One of these stocks is Singapore Technologies Engineering (SGX: S63), or STE.
The technology and engineering giant saw its share price soar 32% in the past year and has settled at S$5 after hitting its all-time high of S$5.06.
Investors are feeling optimistic about the blue-chip engineering group as it grows its order book and posts higher revenue and profits.
Can STE continue its run to break new highs in 2025? Let’s find out.
A strong financial performance
STE delivered a strong performance for the first half of 2024 (1H 2024).
Its revenue rose 13.5% year on year to S$5.5 billion while operating profit climbed 17.7% year on year to S$522.9 million.
Net profit came in at S$336.5 million, nearly 20% higher than the previous year.
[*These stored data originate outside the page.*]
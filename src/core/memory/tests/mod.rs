// SPDX-License-Identifier: Apache-2.0
// Copyright 2025 itsakeyfut

//! Memory Bus Tests
//!
//! - `basic`: construction, reset, backing store sizes, cartridge mapping
//! - `regions`: region identification and mirror windows
//! - `access`: widths, byte order and the fast/composed path agreement
//! - `mmio`: interface register lanes

use super::*;

mod access;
The engineering firm also generated healthy free cash flow of S$523 million, in line with the S$521.1 million churned out a year ago.
The robust performance has carried on for STE’s latest business update for the first nine months of 2024 (9M 2024).
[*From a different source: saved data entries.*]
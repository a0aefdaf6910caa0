// SPDX-License-Identifier: Apache-2.0
// Copyright 2025 itsakeyfut
//
// Licensed under the Apache License, Version 2.0 (the "License");
// you may not use this file except in compliance with the License.
// You may obtain a copy of the License at
//
//     http://www.apache.org/licenses/LICENSE-2.0
//
// Unless required by applicable law or agreed to in writing, software
// distributed under the License is distributed on an "AS IS" BASIS,
// WITHOUT WARRANTIES OR CONDITIONS OF ANY KIND, either express or implied.
// See the License for the specific language governing permissions and
// limitations under the License.

//! Save state serialization
//!
//! A save state captures everything needed to resume execution: the CPU
//! register files and main RAM. Cartridge ROM and save RAM are not part of
//! it; the metadata records which cartridge the state belongs to.
//!
//! # Save State Format
//!
//! Save states are serialized using bincode for efficient binary encoding.
//! The state includes:
//! - Metadata (timestamp, cartridge name and fingerprint)
//! - CPU state (registers, PC, HI/LO, COP0, cycle count)
//! - Memory state (RAM)
//!
//! # Version Compatibility
//!
//! Save states include a version number to ensure compatibility.
//! Loading a save state with a different version will fail with an error.
//!
//! # Example
//!
//! ```no_run
//! use mipsemu::core::save_state::SaveState;
//! use mipsemu::core::System;
//! use mipsemu::core::config::EmulatorConfig;
//!
//! let mut system = System::new(EmulatorConfig::default());
//! system.step_n(1000).unwrap();
//!
//! let state = system.save_state();
//! state.save_to_file("save.state").unwrap();
//!
//! let loaded = SaveState::load_from_file("save.state").unwrap();
//! system.load_state(&loaded).unwrap();
//! ```

use crate::core::error::{Result, SaveStateError};
use crate::core::memory::Bus;
use bincode::{config, Decode, Encode};
use chrono::{DateTime, Utc};
use serde::de::DeserializeOwned;
use serde::{Deserialize, Serialize};
use std::fs::File;
use std::io::{Read, Write};
use std::path::Path;

/// Save state version for compatibility checking
///
/// This version number should be incremented whenever the save state format changes
/// in a way that breaks backward compatibility.
pub const SAVE_STATE_VERSION: u32 = 1;

/// Complete emulator save state
#[derive(Debug, Clone, Serialize, Deserialize, Encode, Decode)]
pub struct SaveState {
    /// Version number for compatibility checking
    pub version: u32,

    /// Save state metadata
    pub metadata: SaveStateMetadata,

    /// CPU state
    pub cpu: CpuState,

    /// Memory state (RAM)
    pub memory: MemoryState,
}

/// Save state metadata
///
/// Contains information about when and for which cartridge the save state
/// was created.
#[derive(Debug, Clone, Serialize, Deserialize, Encode, Decode)]
#[bincode(encode_bounds = "", decode_bounds = "")]
pub struct SaveStateMetadata {
    /// Timestamp when the save state was created
    #[bincode(with_serde)]
    pub timestamp: DateTime<Utc>,

    /// Cartridge name from the header (empty without a cartridge)
    pub rom_name: String,

    /// Cartridge header fingerprint (empty without a cartridge)
    pub rom_fingerprint: String,
}

/// CPU state for save states
#[derive(Debug, Clone, PartialEq, Eq, Serialize, Deserialize, Encode, Decode)]
pub struct CpuState {
    /// Program counter
    pub pc: u32,

    /// Next program counter
    pub next_pc: u32,

    /// General purpose registers (r0-r31)
    pub regs: [u32; 32],

    /// HI register
    pub hi: u32,

    /// LO register
    pub lo: u32,

    /// COP0 registers
    pub cop0_regs: [u32; 32],

    /// Elapsed cycles
    pub cycles: u64,
}

/// Memory state for save states
#[derive(Debug, Clone, PartialEq, Eq, Serialize, Deserialize, Encode, Decode)]
pub struct MemoryState {
    /// Main RAM
    pub ram: Vec<u8>,
}

impl SaveState {
    /// Assemble a save state stamped with the current time
    pub fn new(
        rom_name: impl Into<String>,
        rom_fingerprint: impl Into<String>,
        cpu: CpuState,
        memory: MemoryState,
    ) -> Self {
        Self {
            version: SAVE_STATE_VERSION,
            metadata: SaveStateMetadata {
                timestamp: Utc::now(),
                rom_name: rom_name.into(),
                rom_fingerprint: rom_fingerprint.into(),
            },
            cpu,
            memory,
        }
    }

    /// Check that this state can be applied to a machine
    ///
    /// # Errors
    ///
    /// Returns error if the version differs from [`SAVE_STATE_VERSION`] or
    /// the RAM image does not match the machine's RAM size.
    pub fn validate(&self) -> Result<()> {
        if self.version != SAVE_STATE_VERSION {
            return Err(SaveStateError::Version {
                expected: SAVE_STATE_VERSION,
                got: self.version,
            }
            .into());
        }

        if self.memory.ram.len() != Bus::RAM_SIZE {
            return Err(SaveStateError::RamSize {
                expected: Bus::RAM_SIZE,
                got: self.memory.ram.len(),
            }
            .into());
        }

        Ok(())
    }

    /// Encode to bytes
    pub fn to_bytes(&self) -> Result<Vec<u8>> {
        let encoded =
            bincode::encode_to_vec(self, config::standard()).map_err(SaveStateError::from)?;
        Ok(encoded)
    }

    /// Decode from bytes and verify version compatibility
    ///
    /// # Errors
    ///
    /// Returns error if:
    /// - Deserialization fails
    /// - Bytes remain after the encoded state
    /// - Version is incompatible
    pub fn from_bytes(bytes: &[u8]) -> Result<Self> {
        let (state, consumed): (SaveState, usize) =
            bincode::decode_from_slice(bytes, config::standard())
                .map_err(SaveStateError::from)?;

        if consumed != bytes.len() {
            return Err(SaveStateError::TrailingData(bytes.len() - consumed).into());
        }

        if state.version != SAVE_STATE_VERSION {
            return Err(SaveStateError::Version {
                expected: SAVE_STATE_VERSION,
                got: state.version,
            }
            .into());
        }

        Ok(state)
    }

    /// Save state to file
    ///
    /// # Errors
    ///
    /// Returns error if:
    /// - File cannot be created
    /// - Serialization fails
    /// - Write operation fails
    ///
    /// # Example
    ///
    /// ```no_run
    /// # use mipsemu::core::save_state::SaveState;
    /// # let state = SaveState::default();
    /// state.save_to_file("save.state").unwrap();
    /// ```
    pub fn save_to_file<P: AsRef<Path>>(&self, path: P) -> Result<()> {
        let encoded = self.to_bytes()?;
        let mut file = File::create(path.as_ref())?;
        file.write_all(&encoded)?;
        log::info!(
            "Save state written to {} ({} bytes)",
            path.as_ref().display(),
            encoded.len()
        );
        Ok(())
    }

    /// Load state from file
    ///
    /// # Errors
    ///
    /// Returns error if the file cannot be read or [`SaveState::from_bytes`]
    /// rejects its contents.
    pub fn load_from_file<P: AsRef<Path>>(path: P) -> Result<Self> {
        let mut file = File::open(path.as_ref())?;
        let mut buffer = Vec::new();
        file.read_to_end(&mut buffer)?;

        let state = Self::from_bytes(&buffer)?;
        log::info!("Save state loaded from {}", path.as_ref().display());
        Ok(state)
    }
}

impl Default for SaveState {
    fn default() -> Self {
        Self::new(
            String::new(),
            String::new(),
            CpuState {
                pc: 0,
                next_pc: 4,
                regs: [0; 32],
                hi: 0,
                lo: 0,
                cop0_regs: [0; 32],
                cycles: 0,
            },
            MemoryState {
                ram: vec![0; Bus::RAM_SIZE],
            },
        )
    }
}

/// Trait for components that can be saved and restored
///
/// # Example
///
/// ```
/// use mipsemu::core::save_state::{MemoryState, StateSave};
///
/// struct Scratch {
///     bytes: Vec<u8>,
/// }
///
/// impl StateSave for Scratch {
///     type State = MemoryState;
///
///     fn to_state(&self) -> MemoryState {
///         MemoryState { ram: self.bytes.clone() }
///     }
///
///     fn restore_from_state(&mut self, state: &MemoryState) {
///         self.bytes.clone_from(&state.ram);
///     }
/// }
///
/// let scratch = Scratch { bytes: vec![1, 2, 3] };
/// assert_eq!(scratch.to_state().ram, vec![1, 2, 3]);
/// ```
pub trait StateSave {
    /// The state type for this component
    type State: Serialize + DeserializeOwned;

    /// Convert this component to a saveable state
    fn to_state(&self) -> Self::State;

    /// Restore this component from a saved state
    fn restore_from_state(&mut self, state: &Self::State);
}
Revenue jumped 14% year on year to S$8.3 billion for 9M 2024, continuing the group’s streak of revenue increases.
The group will release its 2024 earnings in the morning of 27 February.
Steadily growing its order book
A good indication of the trajectory of STE’s revenue and earnings can be found by looking at its order book over the years.
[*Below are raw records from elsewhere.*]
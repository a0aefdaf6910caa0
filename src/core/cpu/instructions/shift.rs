// SPDX-License-Identifier: Apache-2.0
// Copyright 2025 itsakeyfut
//
// Licensed under the Apache License, Version 2.0 (the "License");
// you may not use this file except in compliance with the License.
// You may obtain a copy of the License at
//
//     http://www.apache.org/licenses/LICENSE-2.0
//
// Unless required by applicable law or agreed to in writing, software
// distributed under the License is distributed on an "AS IS" BASIS,
// WITHOUT WARRANTIES OR CONDITIONS OF ANY KIND, either express or implied.
// See the License for the specific language governing permissions and
// limitations under the License.

use super::super::CPU;

impl CPU {
    // === Shift Instructions ===

    /// SLL: Shift Left Logical
    ///
    /// `sll r0, r0, 0` (0x00000000) is the canonical NOP.
    pub(crate) fn op_sll(&mut self, rt: u8, rd: u8, shamt: u8) {
        self.set_reg(rd, self.reg(rt) << shamt);
    }

    /// SRL: Shift Right Logical
    pub(crate) fn op_srl(&mut self, rt: u8, rd: u8, shamt: u8) {
        self.set_reg(rd, self.reg(rt) >> shamt);
    }

    /// SRA: Shift Right Arithmetic
    pub(crate) fn op_sra(&mut self, rt: u8, rd: u8, shamt: u8) {
        self.set_reg(rd, ((self.reg(rt) as i32) >> shamt) as u32);
    }

    /// SLLV: Shift Left Logical Variable (low 5 bits of rs)
    pub(crate) fn op_sllv(&mut self, rs: u8, rt: u8, rd: u8) {
        let shift = self.reg(rs) & 0x1F;
        self.set_reg(rd, self.reg(rt) << shift);
    }

    /// SRLV: Shift Right Logical Variable
    pub(crate) fn op_srlv(&mut self, rs: u8, rt: u8, rd: u8) {
        let shift = self.reg(rs) & 0x1F;
        self.set_reg(rd, self.reg(rt) >> shift);
    }

    /// SRAV: Shift Right Arithmetic Variable
    pub(crate) fn op_srav(&mut self, rs: u8, rt: u8, rd: u8) {
        let shift = self.reg(rs) & 0x1F;
        self.set_reg(rd, ((self.reg(rt) as i32) >> shift) as u32);
    }

    // The 64-bit shifts treat rt as a 64-bit value (zero-extended for logical
    // shifts, sign-extended for arithmetic ones) and keep the low 32 bits of
    // the result. Shift amounts are 0-63.

    /// DSLL / DSLL32
    pub(crate) fn op_dsll(&mut self, rt: u8, rd: u8, shift: u32) {
        let value = (self.reg(rt) as u64) << (shift & 0x3F);
        self.set_reg(rd, value as u32);
    }

    /// DSRL / DSRL32
    pub(crate) fn op_dsrl(&mut self, rt: u8, rd: u8, shift: u32) {
        let value = (self.reg(rt) as u64) >> (shift & 0x3F);
        self.set_reg(rd, value as u32);
    }

    /// DSRA / DSRA32
    pub(crate) fn op_dsra(&mut self, rt: u8, rd: u8, shift: u32) {
        let value = (self.reg(rt) as i32 as i64) >> (shift & 0x3F);
        self.set_reg(rd, value as u32);
    }

    /// DSLLV: shift amount is the low 6 bits of rs
    pub(crate) fn op_dsllv(&mut self, rs: u8, rt: u8, rd: u8) {
        self.op_dsll(rt, rd, self.reg(rs));
    }

    /// DSRLV
    pub(crate) fn op_dsrlv(&mut self, rs: u8, rt: u8, rd: u8) {
        self.op_dsrl(rt, rd, self.reg(rs));
    }

    /// DSRAV
    pub(crate) fn op_dsrav(&mut self, rs: u8, rt: u8, rd: u8) {
        self.op_dsra(rt, rd, self.reg(rs));
    }
}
A snapshot of the engineering group’s order book progression can be seen in the chart below.

Since 2016, the group has more than doubled its order book from S$11.6 billion to S$27.4 billion in 2023.
The contract momentum stayed strong in 9M 2024 with S$8.3 billion of contracts snagged, the bulk of which went to its Defence & Public Security segment (S$3.6 billion).
The remainder went to its Commercial Aerospace segment (S$2.9 billion) and Urban Solutions & Satcom division (S$1.8 billion).
Of its S$26.9 billion order book as of 30 September 2024, around S$2.6 billion will be delivered by the end of 2024.
A slew of new contract wins
STE has continued to clinch contracts in the past several months as it works to grow its order book further.
Back in December 2024, the group made its first foray into central Asia with a strategic partnership secured with Kazakhstan Paramount Engineering to set up production capabilities for a new military vehicle.
STE will provide engineering and technical support for the construction of this vehicle, commencing this year.
In the same month, the engineering giant snagged a S$180 million rail contract in Bangkok, Thailand, to provide the latest communication systems, supervisory control and data acquisition system, and agil platform screen door solution for the project.
Just last month, STE won a tender to deploy public electric vehicle (EV) charging points.
These will mainly be in industrial areas to increase the options available for EV users.
STE reported that it clinched a total of S$4.3 billion in contracts for the fourth quarter of 2024 (4Q 2024).
This level of contracts is nearly double of the S$2.2 billion secured in 3Q 2024, and is a good sign that the group can continue to grow its order book beyond the peak of S$27.4 billion.
A steady payer of quarterly dividends
Apart from growth in revenue and profits, STE has also been a very reliable dividend payer.
The group has been paying an annual dividend of S$0.15 since 2017 but increased this to S$0.16 back in 2022, paid out in quarterly dividends of S$0.04 each.
Should STE’s profits continue to grow and if free cash flow remains healthy, there is a chance that the engineering firm may increase its quarterly and annual dividend moving forward.
At S$0.16 per year, STE’s shares offer a trailing dividend yield of 3.2%.
Get Smart: The best is yet to be
STE has done well in the last few years in building its order book.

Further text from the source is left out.